星の多さに驚き、「かんだ」や「小十」を予想したで人は皆無。
「濱田屋」を始め、予想外の店が上がっていたからです。
読むほどに疑念は膨らみます。
まずガイド機能の不完全が、残念でなりません。
添付地図は正確だが、情報不足で、とても辿り着けない。
店名を間違えている(かんだなど)。
価格情報も不完全。
例えば「つきじ植村」では、明記の昼コースは要予約。
おまかせ時の値段表示がない。個人的には、中野区の消滅がショックでしたが。
ヨーロッパを旅するときに、あれほど有用だった本が、便利ではない、不親切だということに失望しました。
HPに記載された誤植の訂正文が探しづらいことも、不誠実を感じさせます。
料理名表記のない料理写真も、選定基準をうたう前に、これらを整備しないと、信用を得ないでしょう。
さらには、料理で選定したなら、せめて三ツ星店だけでも、シェフの名を表記して欲しかった。
同様に、スターシェフが居並ぶパーティーで、「濱田屋」だけ女将さんが代表というのも不可解です。
案内文に目をやれば、料理の文章量と内容に、統一性がない。
例えば、「ひろ作」は、明快で分かりやすいが、「濱田家」は僅かしかない。
料理長が読んだらどう思うでしょうか。
文を掲載するなら、料理選定理由を明確にするか、しないかどちらかです。
編集方針が曖昧なため、読者は迷うのです。
また「料理は東京の和食店」といった、意味不明な表現、「旬」や「こだわり」の多用も不満を煽っている原因の一つでしょう。
明らかな市場調査不足と準備不足(それとも確信犯か)ですが、ともあれ、ミシュランは売れ、世に多大な影響を与え、世界から注目されているのは事実です。
前書きの「東京版の刊行は、ミシュランガイドのコレクションにアジアが堂々と仲間入りしたことを意味しています」という上から目線が気に食わんという人もいますが、これは現実です。
先日「つきじやまもと」に出かけたら、「まったく英語が出来ないお客さまがいらっしゃいました」とのこと。
開店来初めてのことだそうで、ミシュランの影響で、これから日本料理は、こうしたお客さんにも開放されていくのです。
三ツ星顧客のアメリカ人だけではなく、ロシアや中国、アラブからも東京へ食べに来る。
一部の店で噂があるように、パリやドバイに支店を出さないかという話もあるでしょう。
閉鎖的でもあった日本料理が、そうした波にもまれて、どう変身していくのかが楽しみです。
また我々も、そうした動向を見つめながら、自分自身の基準を持つことも必要になってきます。
発売後、「あの三ツ星店に行きたいんだけど、紹介してくれないか」という話が多くありました。

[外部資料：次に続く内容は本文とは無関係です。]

//! # Cart Ledger
//!
//! Per-user carts and cart items. Invariants:
//!
//! - at most one cart per user (`get_or_create` is idempotent),
//! - one item row per (cart, product) pair; adding an existing product
//!   increments its quantity instead of duplicating the row,
//! - quantity is always >= 1.
//!
//! The ledger is role-agnostic; Buyer-role enforcement happens at the
//! request boundary before any of these operations are invoked. Callers
//! share the ledger behind a lock and hold it for exactly one operation,
//! so each create/update/delete is atomic but nothing wraps a
//! read-then-increment sequence across two requests. Two concurrent
//! `add_item` calls for the same product can therefore under-count; see
//! DESIGN.md.

use crate::error::{StoreError, StoreResult};
use crate::product::{Currency, Price, Product};
use chrono::{DateTime, Utc};
use serde::{Deserialize, Serialize};
use std::collections::HashMap;
use uuid::Uuid;

/// A user's cart. Created lazily on first add; never deleted (its items are).
#[derive(Debug, Clone, Serialize, Deserialize)]
pub struct Cart {
    pub id: Uuid,
    pub user_id: Uuid,
    pub created_at: DateTime<Utc>,
}

/// One (cart, product) row. Name and unit price are captured from the
/// product at add time.
#[derive(Debug, Clone, Serialize, Deserialize)]
pub struct CartItem {
    pub id: Uuid,
    pub cart_id: Uuid,
    pub product_id: Uuid,
    pub name: String,
    pub unit_price: Price,
    pub quantity: u32,
    pub added_at: DateTime<Utc>,
}

impl CartItem {
    /// The derived line total: quantity x unit price
    pub fn line_total(&self) -> Price {
        Price::from_minor(
            self.unit_price.amount * self.quantity as i64,
            self.unit_price.currency,
        )
    }
}

/// A cart item together with its derived line total, as listed to callers
#[derive(Debug, Clone, Serialize)]
pub struct CartLine {
    pub item: CartItem,
    pub line_total: Price,
}

/// In-process store of carts and their items, keyed by owner
#[derive(Debug, Default)]
pub struct CartLedger {
    carts: HashMap<Uuid, Cart>,
    // items are kept in insertion order per cart
    items: HashMap<Uuid, Vec<CartItem>>,
}

impl CartLedger {
    pub fn new() -> Self {
        Self::default()
    }

    /// Return the user's cart, creating it on first use. Idempotent.
    pub fn get_or_create(&mut self, user_id: Uuid) -> Cart {
        self.carts
            .entry(user_id)
            .or_insert_with(|| Cart {
                id: Uuid::new_v4(),
                user_id,
                created_at: Utc::now(),
            })
            .clone()
    }

    /// The user's cart, if one has been created
    pub fn cart_for(&self, user_id: Uuid) -> Option<&Cart> {
        self.carts.get(&user_id)
    }

    /// Add `delta` units of `product` to the user's cart.
    ///
    /// Increments the existing (cart, product) row if present, otherwise
    /// creates one. Fails with a validation error if the resulting
    /// quantity would drop below 1.
    pub fn add_item(&mut self, user_id: Uuid, product: &Product, delta: i32) -> StoreResult<CartItem> {
        let cart = self.get_or_create(user_id);
        let rows = self.items.entry(cart.id).or_default();

        if let Some(existing) = rows.iter_mut().find(|i| i.product_id == product.id) {
            let next = existing.quantity as i64 + delta as i64;
            if next < 1 {
                return Err(StoreError::Validation(format!(
                    "quantity must be at least 1, got {}",
                    next
                )));
            }
            existing.quantity = next as u32;
            existing.name = product.name.clone();
            existing.unit_price = product.unit_price;
            return Ok(existing.clone());
        }

        if delta < 1 {
            return Err(StoreError::Validation(format!(
                "quantity must be at least 1, got {}",
                delta
            )));
        }

        let item = CartItem {
            id: Uuid::new_v4(),
            cart_id: cart.id,
            product_id: product.id,
            name: product.name.clone(),
            unit_price: product.unit_price,
            quantity: delta as u32,
            added_at: Utc::now(),
        };
        rows.push(item.clone());
        Ok(item)
    }

    /// Overwrite an item's quantity. Zero is rejected; non-integer input
    /// never reaches the ledger (the request boundary rejects it first).
    pub fn set_quantity(&mut self, user_id: Uuid, item_id: Uuid, quantity: u32) -> StoreResult<CartItem> {
        if quantity < 1 {
            return Err(StoreError::Validation(
                "quantity must be a positive integer".into(),
            ));
        }
        let item = self
            .item_mut(user_id, item_id)
            .ok_or(StoreError::CartItemNotFound { item_id })?;
        item.quantity = quantity;
        Ok(item.clone())
    }

    /// Delete an item. Removing an id that no longer exists is a no-op,
    /// so a replayed remove is safe. Returns whether a row was deleted.
    pub fn remove_item(&mut self, user_id: Uuid, item_id: Uuid) -> bool {
        let Some(cart) = self.carts.get(&user_id) else {
            return false;
        };
        let Some(rows) = self.items.get_mut(&cart.id) else {
            return false;
        };
        let before = rows.len();
        rows.retain(|i| i.id != item_id);
        rows.len() < before
    }

    /// The user's cart lines in insertion order, each with its derived
    /// line total. An absent cart lists as empty.
    pub fn lines(&self, user_id: Uuid) -> Vec<CartLine> {
        self.carts
            .get(&user_id)
            .and_then(|cart| self.items.get(&cart.id))
            .map(|rows| {
                rows.iter()
                    .map(|item| CartLine {
                        line_total: item.line_total(),
                        item: item.clone(),
                    })
                    .collect()
            })
            .unwrap_or_default()
    }

    /// Sum of all line totals in the given currency
    pub fn total(&self, user_id: Uuid, currency: Currency) -> Price {
        let amount = self
            .lines(user_id)
            .iter()
            .map(|line| line.line_total.amount)
            .sum();
        Price::from_minor(amount, currency)
    }

    /// Number of item rows in the user's cart
    pub fn item_count(&self, user_id: Uuid) -> usize {
        self.carts
            .get(&user_id)
            .and_then(|cart| self.items.get(&cart.id))
            .map(Vec::len)
            .unwrap_or(0)
    }

    /// Delete every item in the user's cart in one step; the cart record
    /// itself survives. Returns the number of rows removed, so a second
    /// call reports 0 and is a no-op.
    pub fn clear(&mut self, user_id: Uuid) -> usize {
        let Some(cart) = self.carts.get(&user_id) else {
            return 0;
        };
        match self.items.get_mut(&cart.id) {
            Some(rows) => {
                let removed = rows.len();
                rows.clear();
                removed
            }
            None => 0,
        }
    }

    fn item_mut(&mut self, user_id: Uuid, item_id: Uuid) -> Option<&mut CartItem> {
        let cart_id = self.carts.get(&user_id)?.id;
        self.items
            .get_mut(&cart_id)?
            .iter_mut()
            .find(|i| i.id == item_id)
    }
}
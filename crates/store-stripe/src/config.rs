//! # Stripe Configuration
//!
//! Explicit configuration for the Stripe integration, constructed once at
//! process start and passed by reference into the provider — never a
//! process-global API key. Secrets come from environment variables.

use std::env;
use store_core::StoreError;

/// Stripe API configuration
#[derive(Debug, Clone)]
pub struct StripeConfig {
    /// Secret API key (sk_test_... or sk_live_...)
    pub secret_key: String,

    /// Webhook signing secret (whsec_...)
    pub webhook_secret: String,

    /// API base URL (overridable for testing/mocking)
    pub api_base_url: String,

    /// API version
    pub api_version: String,

    /// Timeout for provider calls, in seconds
    pub request_timeout_secs: u64,
}

impl StripeConfig {
    /// Load configuration from environment variables.
    ///
    /// Required env vars:
    /// - `STRIPE_SECRET_KEY`
    /// - `STRIPE_WEBHOOK_SECRET`
    ///
    /// Optional:
    /// - `STRIPE_TIMEOUT_SECS` (default 30)
    pub fn from_env() -> Result<Self, StoreError> {
        dotenvy::dotenv().ok(); // Load .env file if present

        let secret_key = env::var("STRIPE_SECRET_KEY")
            .map_err(|_| StoreError::Configuration("STRIPE_SECRET_KEY not set".to_string()))?;

        let webhook_secret = env::var("STRIPE_WEBHOOK_SECRET")
            .map_err(|_| StoreError::Configuration("STRIPE_WEBHOOK_SECRET not set".to_string()))?;

        if !secret_key.starts_with("sk_test_") && !secret_key.starts_with("sk_live_") {
            return Err(StoreError::Configuration(
                "STRIPE_SECRET_KEY must start with sk_test_ or sk_live_".to_string(),
            ));
        }

        if !webhook_secret.starts_with("whsec_") {
            return Err(StoreError::Configuration(
                "STRIPE_WEBHOOK_SECRET must start with whsec_".to_string(),
            ));
        }

        let request_timeout_secs = env::var("STRIPE_TIMEOUT_SECS")
            .ok()
            .and_then(|v| v.parse().ok())
            .unwrap_or(30);

        Ok(Self {
            secret_key,
            webhook_secret,
            api_base_url: "https://api.stripe.com".to_string(),
            api_version: "2024-12-18.acacia".to_string(),
            request_timeout_secs,
        })
    }

    /// Create config with explicit values (for testing)
    pub fn new(secret_key: impl Into<String>, webhook_secret: impl Into<String>) -> Self {
        Self {
            secret_key: secret_key.into(),
            webhook_secret: webhook_secret.into(),
            api_base_url: "https://api.stripe.com".to_string(),
            api_version: "2024-12-18.acacia".to_string(),
            request_timeout_secs: 30,
        }
    }

    /// Check if using test keys
    pub fn is_test_mode(&self) -> bool {
        self.secret_key.starts_with("sk_test_")
    }

    /// Check if using live keys
    pub fn is_live_mode(&self) -> bool {
        self.secret_key.starts_with("sk_live_")
    }

    /// Get authorization header value
    pub fn auth_header(&self) -> String {
        format!("Bearer {}", self.secret_key)
    }

    /// Builder: set custom API base URL (for testing)
    pub fn with_api_base_url(mut self, url: impl Into<String>) -> Self {
        self.api_base_url = url.into();
        self
    }

    /// Builder: set the request timeout
    pub fn with_timeout_secs(mut self, secs: u64) -> Self {
        self.request_timeout_secs = secs;
        self
    }
}

#[cfg(test)]
mod tests {
    use super::*;

    #[test]
    fn test_config_modes() {
        let config = StripeConfig::new("sk_test_abc123", "whsec_secret");
        assert!(config.is_test_mode());
        assert!(!config.is_live_mode());

        let config = StripeConfig::new("sk_live_abc123", "whsec_secret");
        assert!(!config.is_test_mode());
        assert!(config.is_live_mode());
    }

    #[test]
    fn test_auth_header() {
        let config = StripeConfig::new("sk_test_abc123", "whsec_secret");
        assert_eq!(config.auth_header(), "Bearer sk_test_abc123");
    }

    #[test]
    fn test_builder_overrides() {
        let config = StripeConfig::new("sk_test_abc", "whsec_x")
            .with_api_base_url("http://localhost:9999")
            .with_timeout_secs(5);
        assert_eq!(config.api_base_url, "http://localhost:9999");
        assert_eq!(config.request_timeout_secs, 5);
    }

    #[test]
    fn test_from_env_missing_key() {
        env::remove_var("STRIPE_SECRET_KEY");

        let result = StripeConfig::from_env();
        assert!(result.is_err());
    }
}
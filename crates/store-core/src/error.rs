//! # Storefront Error Types
//!
//! Typed error handling for the storefront core.
//! All ledger, checkout, and reconciliation operations return
//! `Result<T, StoreError>`.

use crate::identity::Role;
use thiserror::Error;
use uuid::Uuid;

/// Core error type for all storefront operations
#[derive(Debug, Error)]
pub enum StoreError {
    /// Bad input shape (quantity, address, form fields)
    #[error("invalid input: {0}")]
    Validation(String),

    /// Business precondition: checkout requires a non-empty cart
    #[error("cart is empty")]
    EmptyCart,

    /// Product not found in catalog
    #[error("product not found: {product_id}")]
    ProductNotFound { product_id: Uuid },

    /// Cart item not found (or not owned by the acting user)
    #[error("cart item not found: {item_id}")]
    CartItemNotFound { item_id: Uuid },

    /// Order not found
    #[error("order not found: {order_id}")]
    OrderNotFound { order_id: Uuid },

    /// Acting identity does not hold the required role
    #[error("permission denied: requires {required} role")]
    Permission { required: Role },

    /// Payment provider API error
    #[error("provider error [{provider}]: {message}")]
    Provider { provider: String, message: String },

    /// Network/HTTP error communicating with the provider
    #[error("network error: {0}")]
    Network(String),

    /// Configuration errors (missing keys, invalid config)
    #[error("configuration error: {0}")]
    Configuration(String),

    /// Webhook signature verification failed
    #[error("webhook verification failed: {0}")]
    WebhookVerification(String),

    /// Webhook payload parsing error
    #[error("webhook parse error: {0}")]
    WebhookParse(String),

    /// Serialization/deserialization error
    #[error("serialization error: {0}")]
    Serialization(String),
}

impl StoreError {
    /// Returns true if retrying the same request could succeed
    pub fn is_retryable(&self) -> bool {
        matches!(self, StoreError::Network(_) | StoreError::Provider { .. })
    }

    /// Returns the HTTP status code appropriate for this error
    pub fn status_code(&self) -> u16 {
        match self {
            StoreError::Validation(_) => 400,
            StoreError::EmptyCart => 409,
            StoreError::ProductNotFound { .. } => 404,
            StoreError::CartItemNotFound { .. } => 404,
            StoreError::OrderNotFound { .. } => 404,
            StoreError::Permission { .. } => 403,
            StoreError::Provider { .. } => 502,
            StoreError::Network(_) => 503,
            StoreError::Configuration(_) => 500,
            StoreError::WebhookVerification(_) => 401,
            StoreError::WebhookParse(_) => 400,
            StoreError::Serialization(_) => 500,
        }
    }
}

/// Result type alias for storefront operations
pub type StoreResult<T> = Result<T, StoreError>;

#[cfg(test)]
mod tests {
    use super::*;

    #[test]
    fn test_retryable_errors() {
        assert!(StoreError::Network("timeout".into()).is_retryable());
        assert!(StoreError::Provider {
            provider: "stripe".into(),
            message: "internal".into()
        }
        .is_retryable());
        assert!(!StoreError::Validation("bad quantity".into()).is_retryable());
        assert!(!StoreError::EmptyCart.is_retryable());
    }

    #[test]
    fn test_status_codes() {
        assert_eq!(StoreError::Validation("q".into()).status_code(), 400);
        assert_eq!(StoreError::EmptyCart.status_code(), 409);
        assert_eq!(
            StoreError::ProductNotFound {
                product_id: Uuid::nil()
            }
            .status_code(),
            404
        );
        assert_eq!(
            StoreError::Permission {
                required: Role::Buyer
            }
            .status_code(),
            403
        );
        assert_eq!(StoreError::Network("down".into()).status_code(), 503);
    }
}
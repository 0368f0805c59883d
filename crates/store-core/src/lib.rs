//! # store-core
//!
//! Core domain types and checkout flow for storefront-rs.
//!
//! This crate provides:
//! - `CartLedger` for per-user carts with quantity invariants
//! - `OrderBook` with monotonic Pending -> Paid | Cancelled orders
//! - `checkout::submit` to turn a cart into an order plus a payment-session request
//! - `reconcile` for success/cancel redirects and webhook finalization
//! - `PaymentProvider` trait as the seam to the hosted payment provider
//! - `Identity`/`Role` capability checks and `StoreError` for typed errors
//!
//! ## Example
//!
//! ```rust,ignore
//! use store_core::{checkout, reconcile, CartLedger, CheckoutUrls, Currency, OrderBook};
//!
//! let mut ledger = CartLedger::new();
//! let mut orders = OrderBook::new();
//!
//! ledger.add_item(user_id, &product, 2)?;
//!
//! let (order, request) = checkout::submit(
//!     &ledger, &mut orders, user_id,
//!     "1 Main St", "1 Main St",
//!     Currency::USD, &CheckoutUrls::new("https://shop.example.com"),
//! )?;
//!
//! let handle = provider.create_session(&request).await?;
//! // Redirect the buyer to handle.redirect_url
//! ```

pub mod cart;
pub mod checkout;
pub mod error;
pub mod identity;
pub mod order;
pub mod product;
pub mod provider;
pub mod reconcile;

// Re-exports for convenience
pub use cart::{Cart, CartItem, CartLedger, CartLine};
pub use error::{StoreError, StoreResult};
pub use identity::{require_any, require_role, Identity, Role};
pub use order::{Order, OrderBook, OrderStatus};
pub use product::{Currency, Price, Product, ProductCatalog};
pub use provider::{
    BoxedPaymentProvider, CheckoutUrls, PaymentEvent, PaymentEventKind, PaymentProvider,
    PaymentSessionHandle, PaymentSessionRequest, SessionLineItem,
};
pub use reconcile::{CancelOutcome, CartOutcome, Finalized};
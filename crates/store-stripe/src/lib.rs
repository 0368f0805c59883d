//! # store-stripe
//!
//! Stripe implementation of the storefront's `PaymentProvider` seam.
//!
//! - `StripeCheckout` creates hosted Checkout Sessions (mode=payment) with
//!   one line item per cart line and the local order id in session
//!   metadata, reused as the idempotency key.
//! - Webhook notifications are verified against the signing secret
//!   (HMAC-SHA256 with a timestamp tolerance) before the reconciler sees
//!   them.
//!
//! ## Quick Start
//!
//! ```rust,ignore
//! use store_stripe::StripeCheckout;
//! use store_core::PaymentProvider;
//!
//! let provider = StripeCheckout::from_env()?;
//! let handle = provider.create_session(&request).await?;
//! // Redirect the buyer to handle.redirect_url
//! ```

pub mod checkout;
pub mod config;
pub mod webhook;

// Re-exports
pub use checkout::StripeCheckout;
pub use config::StripeConfig;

気持ちはわかります。
でも本当に楽しむなら、いきなり行っても意味がない。
例えば「すきやばし次郎」に行きたいなら、星つきと星無しのおすし屋さんを何軒も回って、自己基準をつかんでからでないと、見えてこないものがある。
星つきの店を回って批評するだけでなく、自分がいいと思う星なしの店を進言し、ミシュランにプレッシャーをかける。
ミシュランの成長を促し、東京のレストランが、より素晴しい美食都市に成熟していくのは、我々の問題なのである。